Julián Alvarez walks alone at Atlético in transfer saga with no end – and no winners | Sid Lowe

Julián Alvarez s’est engagé dans un long tunnel sombre, seul. « Nous sommes plus forts ensemble », a déclaré Giuliano Simeone, mais la réalité était différente. À l’issue de leur premier match à domicile de la saison, un match nul 2-2 contre Villarreal, tous les joueurs de l’Atlético Madrid se sont rassemblés au centre du terrain, se sont serré la main avec leurs adversaires et entre eux, avant de se diriger vers le sud du Metropolitano.
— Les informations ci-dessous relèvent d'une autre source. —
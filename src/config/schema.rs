//! Configuration schema for swcache
//!
//! Configuration is stored at `~/.config/swcache/config.toml`; a
//! `swcache.toml` in the working directory overrides it key by key.

use crate::bootstrap::{RegistrationOptions, UpdateViaCache};
use crate::cache::FallbackPolicy;
use crate::error::{SwError, SwResult};
use serde::{Deserialize, Serialize};
use std::path::PathBuf;

/// Root configuration structure
#[derive(Debug, Clone, Default, Serialize, Deserialize)]
#[serde(default)]
pub struct Config {
    /// General settings
    pub general: GeneralConfig,

    /// The app whose requests are cached
    pub app: AppConfig,

    /// Cache lookup precedence and offline fallbacks
    pub policy: FallbackPolicy,

    /// Push notification defaults
    pub notifications: NotificationsConfig,

    /// Worker registration
    pub registration: RegistrationConfig,

    /// Network settings
    pub network: NetworkConfig,

    /// Cache storage location
    pub storage: StorageConfig,
}

impl Config {
    /// Reject values that deserialize but cannot drive a cache manager
    pub fn validate(&self) -> SwResult<()> {
        // Every store name contains the empty string, so nothing would
        // ever be purged on activation.
        if self.app.version.trim().is_empty() {
            return Err(SwError::ConfigValue {
                key: "app.version".to_string(),
                reason: "version must not be empty".to_string(),
            });
        }
        Ok(())
    }
}

/// General application settings
#[derive(Debug, Clone, Serialize, Deserialize)]
#[serde(default)]
pub struct GeneralConfig {
    /// Log format: "text" or "json"
    pub log_format: String,
}

impl Default for GeneralConfig {
    fn default() -> Self {
        Self {
            log_format: "text".to_string(),
        }
    }
}

/// App served by the worker
#[derive(Debug, Clone, Serialize, Deserialize)]
#[serde(default)]
pub struct AppConfig {
    /// App origin; relative paths resolve against it
    pub origin: String,

    /// Prefix of every cache name (may be empty)
    pub cache_prefix: String,

    /// Version tag embedded in cache names. Bump it to ship new assets.
    pub version: String,

    /// Paths pre-cached at install
    pub static_assets: Vec<String>,
}

impl Default for AppConfig {
    fn default() -> Self {
        Self {
            origin: "http://localhost:8080".to_string(),
            cache_prefix: "html".to_string(),
            version: "v2.0.0".to_string(),
            static_assets: [
                "/",
                "/index.html",
                "/manifest.json",
                "/app.js",
                "/icon-300x300.png",
                "/icon-512x512.png",
            ]
            .iter()
            .map(|s| s.to_string())
            .collect(),
        }
    }
}

/// Defaults for notifications raised by push messages
#[derive(Debug, Clone, Serialize, Deserialize)]
#[serde(default)]
pub struct NotificationsConfig {
    /// Title used when the payload has none
    pub default_title: String,

    /// Body used when the payload has none
    pub default_body: String,

    pub icon: Option<String>,

    pub badge: Option<String>,

    /// Page opened on click when no app window exists
    pub open_url: String,
}

impl Default for NotificationsConfig {
    fn default() -> Self {
        Self {
            default_title: "Cheat Sheet".to_string(),
            default_body: "New content available".to_string(),
            icon: Some("/icon-300x300.png".to_string()),
            badge: Some("/icon-300x300.png".to_string()),
            open_url: "/".to_string(),
        }
    }
}

/// Worker registration settings used by the bootstrap
#[derive(Debug, Clone, Serialize, Deserialize)]
#[serde(default)]
pub struct RegistrationConfig {
    pub script_url: String,

    pub scope: String,

    pub update_via_cache: UpdateViaCache,

    /// Unregister existing workers before registering
    pub clean_existing: bool,

    /// Delay before registering, in milliseconds
    pub delay_ms: u64,
}

impl RegistrationConfig {
    /// Registration options for this section
    pub fn options(&self) -> RegistrationOptions {
        RegistrationOptions {
            script_url: self.script_url.clone(),
            scope: self.scope.clone(),
            update_via_cache: self.update_via_cache,
        }
    }
}

impl Default for RegistrationConfig {
    fn default() -> Self {
        let options = RegistrationOptions::default();
        Self {
            script_url: options.script_url,
            scope: options.scope,
            update_via_cache: options.update_via_cache,
            clean_existing: false,
            delay_ms: 0,
        }
    }
}

/// Network settings
#[derive(Debug, Clone, Serialize, Deserialize)]
#[serde(default)]
pub struct NetworkConfig {
    /// Per-request timeout in seconds
    pub timeout_secs: u64,

    /// Largest response body accepted, in bytes; unbounded when unset
    #[serde(skip_serializing_if = "Option::is_none")]
    pub max_body_bytes: Option<u64>,
}

impl Default for NetworkConfig {
    fn default() -> Self {
        Self {
            timeout_secs: 10,
            max_body_bytes: None,
        }
    }
}

/// Cache storage settings
#[derive(Debug, Clone, Default, Serialize, Deserialize)]
#[serde(default)]
pub struct StorageConfig {
    /// Storage directory (defaults to the user data directory)
    pub dir: Option<PathBuf>,
}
Presque tous, en tout cas : l’un est resté en arrière. Quelqu’un en costume lui a murmuré quelques mots, puis le responsable de la presse est arrivé, indiquant la direction opposée. Ainsi, pendant que ses coéquipiers se tournaient vers les supporters qui s’étaient retournés contre lui, l’homme portant le numéro 19 s’est dirigé vers l’ouest, vers la sortie.

Alvarez marchait seul. La tête baissée en silence, comme il l’avait été tout l’après-midi et au-delà, il s’est lentement engagé sur le terrain, accompagné uniquement de ses pensées et des sifflets qui l’entouraient. N’ayant reçu ni main à serrer ni signe de reconnaissance, il a passé le blason de l’Atlético sur la ligne de touche où s’ouvre l’entrée du tunnel. Des deux côtés, des supporters se penchaient sur le vide, sifflant et criant. Au loin, à sa gauche, les autres joueurs de l’Atlético s’étaient arrêtés, attendant apparemment qu’il disparaisse de leur vue avant de s’approcher des tribunes, mais aucun ne s’est retourné. Une écharpe a été lancée, atterrissant à ses pieds et y restant. Puis il a disparu dans l’obscurité, portrait de l’endroit où il se trouve.

Personne ne l’attendait de l’autre côté. Alvarez a monté les escaliers, dépassant quelques agents de sécurité, et a tourné à gauche vers un vestiaire vide, sans lever les yeux et sans être invité à le faire. Quatre minutes se sont écoulées avant que ses coéquipiers ne montent ensemble les escaliers. Mais au moins, c’était calme maintenant, pendant un petit moment. Le bruit avait été fort ; personne ne se souvenait d’un public qui s’était retourné contre son propre joueur de cette manière. Les fans de l’Atlético, qui restent ses fans, l’avaient sifflé lorsque son nom a été annoncé, l’avaient sifflé lors de son échauffement, l’avaient sifflé lorsqu’il est entré sur le terrain en rouge et blanc pour la première fois depuis avril, et depuis qu’il a déclaré que son « rêve » était de partir, et ils l’avaient également sifflé en le voyant partir, pour de bon.

Une situation délicate

Est-ce bon ? « Malheureusement, cette situation n’est confortable pour personne », a déclaré Jan Oblak. Au milieu des dégâts causés, des accusations mutuelles, de l’orgueil blessé et des visages mécontents, il n’est pas facile de voir une solution. La situation, en résumé, est la suivante : Julián Alvarez veut partir pour Barcelone. Barcelone souhaite le signer. Mais il a un contrat jusqu’en juin 2030, une clause de rachat de 500 millions d’euros, et l’Atlético ne veut pas le vendre. Et certainement pas à eux. Et donc, les voilà. Bloqués.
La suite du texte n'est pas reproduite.